Saved entries:
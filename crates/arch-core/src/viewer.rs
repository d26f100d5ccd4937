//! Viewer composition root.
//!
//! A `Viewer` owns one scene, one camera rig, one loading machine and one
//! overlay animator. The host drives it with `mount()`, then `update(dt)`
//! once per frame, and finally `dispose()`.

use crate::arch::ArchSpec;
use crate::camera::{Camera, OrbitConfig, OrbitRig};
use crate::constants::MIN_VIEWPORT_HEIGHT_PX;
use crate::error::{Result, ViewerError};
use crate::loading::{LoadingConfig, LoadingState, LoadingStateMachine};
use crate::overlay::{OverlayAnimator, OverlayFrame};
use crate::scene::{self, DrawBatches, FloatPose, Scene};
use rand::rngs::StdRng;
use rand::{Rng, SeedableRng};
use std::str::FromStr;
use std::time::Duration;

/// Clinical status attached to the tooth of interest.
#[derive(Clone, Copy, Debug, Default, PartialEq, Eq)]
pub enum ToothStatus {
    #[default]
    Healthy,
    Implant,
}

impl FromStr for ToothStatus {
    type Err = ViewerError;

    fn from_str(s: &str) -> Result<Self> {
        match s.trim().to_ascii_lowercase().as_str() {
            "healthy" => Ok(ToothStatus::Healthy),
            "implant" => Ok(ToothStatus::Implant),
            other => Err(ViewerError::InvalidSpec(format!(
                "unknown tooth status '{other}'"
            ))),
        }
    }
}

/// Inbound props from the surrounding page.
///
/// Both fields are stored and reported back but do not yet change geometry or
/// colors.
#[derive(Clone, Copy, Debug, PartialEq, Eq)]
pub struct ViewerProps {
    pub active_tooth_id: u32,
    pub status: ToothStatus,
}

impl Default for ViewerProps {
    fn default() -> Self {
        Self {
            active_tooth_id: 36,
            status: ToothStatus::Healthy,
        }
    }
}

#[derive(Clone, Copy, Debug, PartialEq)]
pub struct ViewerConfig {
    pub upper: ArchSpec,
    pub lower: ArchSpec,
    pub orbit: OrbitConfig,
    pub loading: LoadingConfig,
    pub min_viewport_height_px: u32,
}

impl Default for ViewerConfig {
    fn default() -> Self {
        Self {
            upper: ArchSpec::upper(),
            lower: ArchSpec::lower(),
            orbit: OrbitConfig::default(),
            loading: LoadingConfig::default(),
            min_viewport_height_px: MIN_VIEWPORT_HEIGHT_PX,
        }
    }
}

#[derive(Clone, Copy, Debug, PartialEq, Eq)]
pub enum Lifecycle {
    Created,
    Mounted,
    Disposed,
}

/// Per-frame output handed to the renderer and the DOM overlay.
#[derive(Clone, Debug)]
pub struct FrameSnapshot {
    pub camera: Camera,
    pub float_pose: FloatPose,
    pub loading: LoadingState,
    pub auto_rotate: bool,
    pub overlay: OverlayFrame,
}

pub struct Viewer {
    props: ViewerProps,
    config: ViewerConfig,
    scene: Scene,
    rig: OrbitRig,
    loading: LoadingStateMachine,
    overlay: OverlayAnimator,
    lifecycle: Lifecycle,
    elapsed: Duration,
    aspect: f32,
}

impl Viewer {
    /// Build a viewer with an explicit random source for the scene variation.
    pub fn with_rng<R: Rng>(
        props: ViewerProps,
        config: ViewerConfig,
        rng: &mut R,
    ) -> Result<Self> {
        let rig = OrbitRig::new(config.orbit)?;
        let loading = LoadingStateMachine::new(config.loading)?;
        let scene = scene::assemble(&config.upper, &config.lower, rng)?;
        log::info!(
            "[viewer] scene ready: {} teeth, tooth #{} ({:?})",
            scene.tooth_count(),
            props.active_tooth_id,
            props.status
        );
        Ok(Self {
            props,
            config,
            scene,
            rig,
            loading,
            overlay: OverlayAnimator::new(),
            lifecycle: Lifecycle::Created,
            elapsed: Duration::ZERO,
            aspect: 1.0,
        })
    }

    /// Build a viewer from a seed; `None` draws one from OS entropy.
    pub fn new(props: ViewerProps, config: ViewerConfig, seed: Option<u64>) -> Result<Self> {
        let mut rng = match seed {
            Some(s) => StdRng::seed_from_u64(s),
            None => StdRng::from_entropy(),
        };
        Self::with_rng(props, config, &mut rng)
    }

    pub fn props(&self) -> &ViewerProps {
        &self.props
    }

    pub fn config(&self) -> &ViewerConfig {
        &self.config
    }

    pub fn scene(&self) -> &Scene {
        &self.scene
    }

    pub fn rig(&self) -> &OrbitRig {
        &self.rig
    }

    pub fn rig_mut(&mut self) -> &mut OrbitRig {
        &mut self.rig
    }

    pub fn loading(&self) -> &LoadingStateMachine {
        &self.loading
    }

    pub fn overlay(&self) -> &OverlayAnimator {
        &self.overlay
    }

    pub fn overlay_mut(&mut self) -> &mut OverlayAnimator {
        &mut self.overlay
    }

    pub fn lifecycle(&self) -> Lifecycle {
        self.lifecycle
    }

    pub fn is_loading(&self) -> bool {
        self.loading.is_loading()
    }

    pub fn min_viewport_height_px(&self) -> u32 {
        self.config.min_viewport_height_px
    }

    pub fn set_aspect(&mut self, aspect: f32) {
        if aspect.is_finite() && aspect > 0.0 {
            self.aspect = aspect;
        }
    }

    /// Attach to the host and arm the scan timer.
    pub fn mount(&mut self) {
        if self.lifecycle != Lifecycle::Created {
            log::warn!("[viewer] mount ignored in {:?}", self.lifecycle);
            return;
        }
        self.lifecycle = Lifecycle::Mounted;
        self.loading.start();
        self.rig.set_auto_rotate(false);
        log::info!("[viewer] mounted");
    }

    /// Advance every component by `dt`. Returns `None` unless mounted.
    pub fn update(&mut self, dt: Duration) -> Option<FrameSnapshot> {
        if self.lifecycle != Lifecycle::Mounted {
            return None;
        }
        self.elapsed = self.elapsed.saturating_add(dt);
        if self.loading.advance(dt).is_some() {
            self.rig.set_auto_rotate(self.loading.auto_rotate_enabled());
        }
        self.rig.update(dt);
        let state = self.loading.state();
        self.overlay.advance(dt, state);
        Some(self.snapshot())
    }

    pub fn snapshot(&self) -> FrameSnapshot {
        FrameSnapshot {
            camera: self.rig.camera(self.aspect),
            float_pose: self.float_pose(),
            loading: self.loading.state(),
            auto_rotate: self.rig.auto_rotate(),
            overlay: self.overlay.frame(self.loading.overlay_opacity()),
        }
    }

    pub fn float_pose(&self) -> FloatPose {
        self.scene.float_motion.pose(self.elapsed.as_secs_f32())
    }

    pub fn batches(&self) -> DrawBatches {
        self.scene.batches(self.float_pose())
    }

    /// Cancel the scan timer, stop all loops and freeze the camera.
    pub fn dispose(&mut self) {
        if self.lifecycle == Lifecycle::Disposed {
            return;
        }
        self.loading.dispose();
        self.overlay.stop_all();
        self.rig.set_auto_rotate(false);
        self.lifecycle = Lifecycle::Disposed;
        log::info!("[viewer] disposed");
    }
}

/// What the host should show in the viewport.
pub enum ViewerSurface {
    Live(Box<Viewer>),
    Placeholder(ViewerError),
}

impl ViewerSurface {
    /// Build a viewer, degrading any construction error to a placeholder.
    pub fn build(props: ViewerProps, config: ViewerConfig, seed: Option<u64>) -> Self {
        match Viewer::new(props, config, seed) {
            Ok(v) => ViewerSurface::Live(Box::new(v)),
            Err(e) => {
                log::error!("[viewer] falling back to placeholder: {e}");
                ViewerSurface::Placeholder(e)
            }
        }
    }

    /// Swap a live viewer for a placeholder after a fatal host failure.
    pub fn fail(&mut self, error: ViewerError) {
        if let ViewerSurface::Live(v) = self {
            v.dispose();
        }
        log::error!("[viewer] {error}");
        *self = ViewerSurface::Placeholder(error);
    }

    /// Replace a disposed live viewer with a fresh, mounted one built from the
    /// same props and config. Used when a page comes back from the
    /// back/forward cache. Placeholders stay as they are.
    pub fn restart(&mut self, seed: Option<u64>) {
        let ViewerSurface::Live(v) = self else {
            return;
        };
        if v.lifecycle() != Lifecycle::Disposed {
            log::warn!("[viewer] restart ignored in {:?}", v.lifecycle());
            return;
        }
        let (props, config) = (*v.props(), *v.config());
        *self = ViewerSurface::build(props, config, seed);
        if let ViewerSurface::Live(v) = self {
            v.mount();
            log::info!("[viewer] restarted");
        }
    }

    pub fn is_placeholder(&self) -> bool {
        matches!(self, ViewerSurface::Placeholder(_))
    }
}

◆ Assignment:
As the answer, set down only the lines from the data above between the one holding "pub fn rig_mut(&mut" and the one holding "pub fn update(&mut", inclusive, exactly as they read.

◆ Answer:
    pub fn rig_mut(&mut self) -> &mut OrbitRig {
        &mut self.rig
    }

    pub fn loading(&self) -> &LoadingStateMachine {
        &self.loading
    }

    pub fn overlay(&self) -> &OverlayAnimator {
        &self.overlay
    }

    pub fn overlay_mut(&mut self) -> &mut OverlayAnimator {
        &mut self.overlay
    }

    pub fn lifecycle(&self) -> Lifecycle {
        self.lifecycle
    }

    pub fn is_loading(&self) -> bool {
        self.loading.is_loading()
    }

    pub fn min_viewport_height_px(&self) -> u32 {
        self.config.min_viewport_height_px
    }

    pub fn set_aspect(&mut self, aspect: f32) {
        if aspect.is_finite() && aspect > 0.0 {
            self.aspect = aspect;
        }
    }

    /// Attach to the host and arm the scan timer.
    pub fn mount(&mut self) {
        if self.lifecycle != Lifecycle::Created {
            log::warn!("[viewer] mount ignored in {:?}", self.lifecycle);
            return;
        }
        self.lifecycle = Lifecycle::Mounted;
        self.loading.start();
        self.rig.set_auto_rotate(false);
        log::info!("[viewer] mounted");
    }

    /// Advance every component by `dt`. Returns `None` unless mounted.
    pub fn update(&mut self, dt: Duration) -> Option<FrameSnapshot> {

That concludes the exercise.